____ Supplied material

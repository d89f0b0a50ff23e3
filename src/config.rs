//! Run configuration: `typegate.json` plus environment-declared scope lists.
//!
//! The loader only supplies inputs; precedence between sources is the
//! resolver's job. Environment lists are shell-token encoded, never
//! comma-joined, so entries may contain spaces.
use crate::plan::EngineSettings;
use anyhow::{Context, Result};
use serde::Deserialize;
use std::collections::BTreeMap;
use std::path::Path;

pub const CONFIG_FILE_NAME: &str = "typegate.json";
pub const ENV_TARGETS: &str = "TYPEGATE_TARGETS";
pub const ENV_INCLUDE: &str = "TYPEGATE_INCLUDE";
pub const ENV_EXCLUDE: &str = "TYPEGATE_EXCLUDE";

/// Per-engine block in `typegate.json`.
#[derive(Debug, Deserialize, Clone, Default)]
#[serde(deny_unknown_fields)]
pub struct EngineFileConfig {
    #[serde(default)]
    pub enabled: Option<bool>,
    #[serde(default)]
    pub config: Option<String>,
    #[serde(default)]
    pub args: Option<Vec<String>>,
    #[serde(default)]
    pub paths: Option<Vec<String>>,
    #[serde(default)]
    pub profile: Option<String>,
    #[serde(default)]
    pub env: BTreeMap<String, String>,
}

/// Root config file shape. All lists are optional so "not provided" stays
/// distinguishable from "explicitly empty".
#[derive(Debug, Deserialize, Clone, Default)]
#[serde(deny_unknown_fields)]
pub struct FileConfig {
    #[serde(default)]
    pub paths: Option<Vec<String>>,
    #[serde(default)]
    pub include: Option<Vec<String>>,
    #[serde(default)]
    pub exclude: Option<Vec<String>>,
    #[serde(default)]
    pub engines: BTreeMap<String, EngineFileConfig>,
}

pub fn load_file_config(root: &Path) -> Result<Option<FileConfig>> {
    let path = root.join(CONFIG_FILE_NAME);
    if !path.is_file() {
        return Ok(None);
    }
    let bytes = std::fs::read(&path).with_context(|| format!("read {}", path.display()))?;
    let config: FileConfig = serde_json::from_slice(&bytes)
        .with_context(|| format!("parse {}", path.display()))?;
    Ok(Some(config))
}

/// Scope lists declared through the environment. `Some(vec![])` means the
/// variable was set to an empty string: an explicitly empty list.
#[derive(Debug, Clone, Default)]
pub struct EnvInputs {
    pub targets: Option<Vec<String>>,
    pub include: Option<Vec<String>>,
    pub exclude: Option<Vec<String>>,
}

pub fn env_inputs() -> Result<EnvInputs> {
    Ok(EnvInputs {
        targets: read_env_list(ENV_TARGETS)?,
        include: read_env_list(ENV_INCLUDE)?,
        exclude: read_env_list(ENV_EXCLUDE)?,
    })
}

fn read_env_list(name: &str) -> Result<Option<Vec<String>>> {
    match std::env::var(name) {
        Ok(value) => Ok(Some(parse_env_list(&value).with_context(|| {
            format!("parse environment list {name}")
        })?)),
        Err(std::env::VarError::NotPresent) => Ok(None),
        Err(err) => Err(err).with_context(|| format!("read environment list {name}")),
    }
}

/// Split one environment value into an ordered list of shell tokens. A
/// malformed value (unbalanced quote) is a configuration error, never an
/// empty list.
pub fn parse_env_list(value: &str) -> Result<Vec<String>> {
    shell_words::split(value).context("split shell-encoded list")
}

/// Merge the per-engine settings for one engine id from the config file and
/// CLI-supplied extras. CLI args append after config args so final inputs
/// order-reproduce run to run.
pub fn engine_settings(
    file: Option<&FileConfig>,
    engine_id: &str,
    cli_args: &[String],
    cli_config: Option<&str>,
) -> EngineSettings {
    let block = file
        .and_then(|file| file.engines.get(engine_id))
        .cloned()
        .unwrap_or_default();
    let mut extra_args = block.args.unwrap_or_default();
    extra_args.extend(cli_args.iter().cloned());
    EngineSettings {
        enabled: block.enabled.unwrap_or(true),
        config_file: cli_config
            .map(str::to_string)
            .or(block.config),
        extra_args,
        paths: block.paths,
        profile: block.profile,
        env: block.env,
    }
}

________
____ Supplied material

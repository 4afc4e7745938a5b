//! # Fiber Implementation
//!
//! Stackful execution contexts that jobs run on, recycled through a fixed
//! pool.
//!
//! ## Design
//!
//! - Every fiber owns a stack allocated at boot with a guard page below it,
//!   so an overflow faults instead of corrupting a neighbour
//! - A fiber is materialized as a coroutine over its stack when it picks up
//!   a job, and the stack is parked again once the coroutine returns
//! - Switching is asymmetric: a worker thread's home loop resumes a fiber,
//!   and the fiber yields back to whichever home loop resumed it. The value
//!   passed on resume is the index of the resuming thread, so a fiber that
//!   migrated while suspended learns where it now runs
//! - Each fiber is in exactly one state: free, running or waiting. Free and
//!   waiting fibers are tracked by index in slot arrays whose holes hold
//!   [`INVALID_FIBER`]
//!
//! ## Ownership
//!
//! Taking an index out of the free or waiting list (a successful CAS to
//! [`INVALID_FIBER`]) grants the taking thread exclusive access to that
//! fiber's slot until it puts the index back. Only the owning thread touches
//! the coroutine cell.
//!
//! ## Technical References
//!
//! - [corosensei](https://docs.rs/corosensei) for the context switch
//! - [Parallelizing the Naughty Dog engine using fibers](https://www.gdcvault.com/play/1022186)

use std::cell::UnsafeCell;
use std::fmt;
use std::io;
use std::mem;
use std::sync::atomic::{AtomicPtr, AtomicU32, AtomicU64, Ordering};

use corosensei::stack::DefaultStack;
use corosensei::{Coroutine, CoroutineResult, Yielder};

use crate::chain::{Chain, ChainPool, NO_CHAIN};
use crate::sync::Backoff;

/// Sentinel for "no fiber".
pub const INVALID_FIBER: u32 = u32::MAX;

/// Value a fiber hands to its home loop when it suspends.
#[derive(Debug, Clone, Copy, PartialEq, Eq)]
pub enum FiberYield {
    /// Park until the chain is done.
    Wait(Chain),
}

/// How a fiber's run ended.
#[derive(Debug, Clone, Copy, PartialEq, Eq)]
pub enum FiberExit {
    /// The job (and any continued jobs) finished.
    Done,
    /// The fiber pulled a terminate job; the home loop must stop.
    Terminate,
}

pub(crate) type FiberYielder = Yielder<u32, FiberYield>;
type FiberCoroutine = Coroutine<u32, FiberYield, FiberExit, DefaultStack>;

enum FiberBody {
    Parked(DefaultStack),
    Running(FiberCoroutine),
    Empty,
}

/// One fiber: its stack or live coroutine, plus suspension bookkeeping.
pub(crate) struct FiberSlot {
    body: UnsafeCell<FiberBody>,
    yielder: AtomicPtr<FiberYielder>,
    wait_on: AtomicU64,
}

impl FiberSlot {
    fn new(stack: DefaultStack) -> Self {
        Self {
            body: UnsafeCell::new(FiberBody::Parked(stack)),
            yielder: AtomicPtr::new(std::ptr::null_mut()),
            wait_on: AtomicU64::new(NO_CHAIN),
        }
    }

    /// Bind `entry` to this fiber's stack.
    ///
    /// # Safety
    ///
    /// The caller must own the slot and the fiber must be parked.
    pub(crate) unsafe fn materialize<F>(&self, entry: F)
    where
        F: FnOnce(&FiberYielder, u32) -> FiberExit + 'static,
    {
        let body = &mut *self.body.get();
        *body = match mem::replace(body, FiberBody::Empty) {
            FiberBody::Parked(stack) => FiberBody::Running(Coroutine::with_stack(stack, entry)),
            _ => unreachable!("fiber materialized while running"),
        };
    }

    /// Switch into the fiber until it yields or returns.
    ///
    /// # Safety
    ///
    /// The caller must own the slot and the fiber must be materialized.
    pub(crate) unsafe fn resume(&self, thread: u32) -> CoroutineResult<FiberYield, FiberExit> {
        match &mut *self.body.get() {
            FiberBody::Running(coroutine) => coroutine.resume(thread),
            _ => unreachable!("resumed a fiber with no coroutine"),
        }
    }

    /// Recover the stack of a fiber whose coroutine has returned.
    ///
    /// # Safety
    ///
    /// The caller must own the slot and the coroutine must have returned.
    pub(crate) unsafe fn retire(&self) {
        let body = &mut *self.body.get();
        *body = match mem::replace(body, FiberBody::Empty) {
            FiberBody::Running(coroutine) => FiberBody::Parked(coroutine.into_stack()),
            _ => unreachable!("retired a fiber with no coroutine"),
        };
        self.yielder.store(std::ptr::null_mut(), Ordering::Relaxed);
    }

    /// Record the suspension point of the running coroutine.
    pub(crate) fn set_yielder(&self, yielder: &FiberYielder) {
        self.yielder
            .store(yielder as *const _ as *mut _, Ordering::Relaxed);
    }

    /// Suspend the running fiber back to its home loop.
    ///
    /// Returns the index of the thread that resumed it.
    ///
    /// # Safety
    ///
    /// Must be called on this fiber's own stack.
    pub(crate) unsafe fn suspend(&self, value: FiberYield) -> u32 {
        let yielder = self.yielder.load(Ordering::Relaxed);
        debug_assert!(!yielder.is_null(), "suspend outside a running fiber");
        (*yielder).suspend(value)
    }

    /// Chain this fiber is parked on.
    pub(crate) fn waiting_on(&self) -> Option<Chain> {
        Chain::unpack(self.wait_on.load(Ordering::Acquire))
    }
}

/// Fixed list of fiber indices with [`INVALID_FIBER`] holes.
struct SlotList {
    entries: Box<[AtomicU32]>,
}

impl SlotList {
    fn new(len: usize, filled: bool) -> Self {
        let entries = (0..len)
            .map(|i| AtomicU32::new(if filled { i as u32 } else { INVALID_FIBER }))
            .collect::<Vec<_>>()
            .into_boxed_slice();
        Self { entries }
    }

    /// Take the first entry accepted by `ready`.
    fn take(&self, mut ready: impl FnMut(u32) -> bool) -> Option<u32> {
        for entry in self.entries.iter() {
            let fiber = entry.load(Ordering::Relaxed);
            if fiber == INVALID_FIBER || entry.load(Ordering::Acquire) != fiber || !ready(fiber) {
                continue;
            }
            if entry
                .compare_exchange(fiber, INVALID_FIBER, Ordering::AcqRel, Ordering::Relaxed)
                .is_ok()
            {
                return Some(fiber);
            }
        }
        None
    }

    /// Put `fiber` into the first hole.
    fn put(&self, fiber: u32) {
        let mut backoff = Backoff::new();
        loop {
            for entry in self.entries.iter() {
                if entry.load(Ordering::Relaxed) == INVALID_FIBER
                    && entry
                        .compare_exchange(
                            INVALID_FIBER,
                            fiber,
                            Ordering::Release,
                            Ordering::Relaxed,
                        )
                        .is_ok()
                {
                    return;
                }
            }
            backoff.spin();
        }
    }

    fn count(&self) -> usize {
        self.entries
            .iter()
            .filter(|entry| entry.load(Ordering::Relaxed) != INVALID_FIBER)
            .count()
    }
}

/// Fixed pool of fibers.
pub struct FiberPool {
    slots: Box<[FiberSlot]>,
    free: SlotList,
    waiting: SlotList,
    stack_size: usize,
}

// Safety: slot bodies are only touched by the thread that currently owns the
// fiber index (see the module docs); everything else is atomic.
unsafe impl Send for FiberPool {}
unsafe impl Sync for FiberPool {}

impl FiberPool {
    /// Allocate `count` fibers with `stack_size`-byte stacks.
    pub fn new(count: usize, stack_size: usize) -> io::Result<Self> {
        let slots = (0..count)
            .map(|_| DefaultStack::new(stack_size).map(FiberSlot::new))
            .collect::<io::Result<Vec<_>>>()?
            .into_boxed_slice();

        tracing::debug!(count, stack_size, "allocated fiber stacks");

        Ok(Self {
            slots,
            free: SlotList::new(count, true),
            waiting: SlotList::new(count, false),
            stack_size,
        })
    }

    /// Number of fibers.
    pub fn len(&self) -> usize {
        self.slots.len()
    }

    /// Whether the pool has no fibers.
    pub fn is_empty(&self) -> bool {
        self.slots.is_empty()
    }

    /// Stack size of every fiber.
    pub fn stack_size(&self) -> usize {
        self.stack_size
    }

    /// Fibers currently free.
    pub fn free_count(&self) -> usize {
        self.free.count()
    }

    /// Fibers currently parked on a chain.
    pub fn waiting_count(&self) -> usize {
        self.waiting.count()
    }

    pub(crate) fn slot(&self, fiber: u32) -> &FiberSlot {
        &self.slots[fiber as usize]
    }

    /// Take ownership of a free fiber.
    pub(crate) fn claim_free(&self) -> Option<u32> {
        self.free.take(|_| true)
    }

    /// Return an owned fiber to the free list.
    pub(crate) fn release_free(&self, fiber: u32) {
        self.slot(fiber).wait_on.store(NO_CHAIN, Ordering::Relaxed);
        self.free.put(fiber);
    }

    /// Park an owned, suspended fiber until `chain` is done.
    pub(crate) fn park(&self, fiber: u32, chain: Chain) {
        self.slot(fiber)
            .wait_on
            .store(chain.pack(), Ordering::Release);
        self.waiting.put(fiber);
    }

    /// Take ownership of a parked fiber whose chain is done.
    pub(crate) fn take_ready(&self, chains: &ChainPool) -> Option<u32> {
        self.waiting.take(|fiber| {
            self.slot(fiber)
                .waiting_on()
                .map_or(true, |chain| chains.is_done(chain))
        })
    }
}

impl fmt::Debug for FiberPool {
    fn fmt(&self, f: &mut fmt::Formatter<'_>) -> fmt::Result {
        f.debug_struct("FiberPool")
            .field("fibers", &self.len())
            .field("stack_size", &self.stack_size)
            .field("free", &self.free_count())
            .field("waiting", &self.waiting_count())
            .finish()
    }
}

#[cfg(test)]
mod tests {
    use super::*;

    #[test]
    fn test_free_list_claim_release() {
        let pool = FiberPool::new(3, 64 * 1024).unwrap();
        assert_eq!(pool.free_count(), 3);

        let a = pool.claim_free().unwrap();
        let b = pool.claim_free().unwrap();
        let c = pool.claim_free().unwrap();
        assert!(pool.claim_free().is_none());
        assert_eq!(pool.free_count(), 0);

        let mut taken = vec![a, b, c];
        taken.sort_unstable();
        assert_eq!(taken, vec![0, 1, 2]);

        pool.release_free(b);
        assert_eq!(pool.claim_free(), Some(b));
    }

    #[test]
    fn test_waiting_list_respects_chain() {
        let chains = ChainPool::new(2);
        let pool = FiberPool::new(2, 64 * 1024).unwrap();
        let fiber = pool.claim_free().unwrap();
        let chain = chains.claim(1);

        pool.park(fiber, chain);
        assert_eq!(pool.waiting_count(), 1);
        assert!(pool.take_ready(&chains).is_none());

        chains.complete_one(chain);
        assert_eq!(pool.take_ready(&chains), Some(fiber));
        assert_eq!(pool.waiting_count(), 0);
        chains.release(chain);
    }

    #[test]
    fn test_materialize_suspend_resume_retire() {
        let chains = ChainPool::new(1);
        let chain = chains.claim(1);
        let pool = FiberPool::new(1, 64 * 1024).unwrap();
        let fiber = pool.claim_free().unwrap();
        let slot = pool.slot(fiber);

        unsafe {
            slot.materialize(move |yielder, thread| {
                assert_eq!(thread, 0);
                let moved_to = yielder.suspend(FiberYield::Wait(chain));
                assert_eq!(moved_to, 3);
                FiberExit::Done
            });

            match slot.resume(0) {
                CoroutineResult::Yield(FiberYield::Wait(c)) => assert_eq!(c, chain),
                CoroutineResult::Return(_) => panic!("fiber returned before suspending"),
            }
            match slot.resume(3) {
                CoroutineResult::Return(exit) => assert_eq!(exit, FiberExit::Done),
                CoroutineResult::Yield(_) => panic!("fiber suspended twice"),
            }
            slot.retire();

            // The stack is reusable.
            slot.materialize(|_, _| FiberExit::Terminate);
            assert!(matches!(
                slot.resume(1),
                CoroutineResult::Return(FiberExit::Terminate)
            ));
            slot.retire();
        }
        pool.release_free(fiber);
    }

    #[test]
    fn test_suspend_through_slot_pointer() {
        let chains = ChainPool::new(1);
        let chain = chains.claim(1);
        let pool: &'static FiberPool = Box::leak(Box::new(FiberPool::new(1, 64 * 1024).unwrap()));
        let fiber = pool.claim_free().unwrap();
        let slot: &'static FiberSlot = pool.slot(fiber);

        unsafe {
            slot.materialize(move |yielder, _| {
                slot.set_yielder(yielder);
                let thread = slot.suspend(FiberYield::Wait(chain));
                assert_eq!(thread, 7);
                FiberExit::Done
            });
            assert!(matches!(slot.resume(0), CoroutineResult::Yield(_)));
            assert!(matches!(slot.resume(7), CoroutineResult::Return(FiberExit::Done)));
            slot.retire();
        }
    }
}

________

* What you will do *
Identify each line in the entries with the word "taken" and copy it.

* Output below *
        let mut taken = vec![a, b, c];
        taken.sort_unstable();
        assert_eq!(taken, vec![0, 1, 2]);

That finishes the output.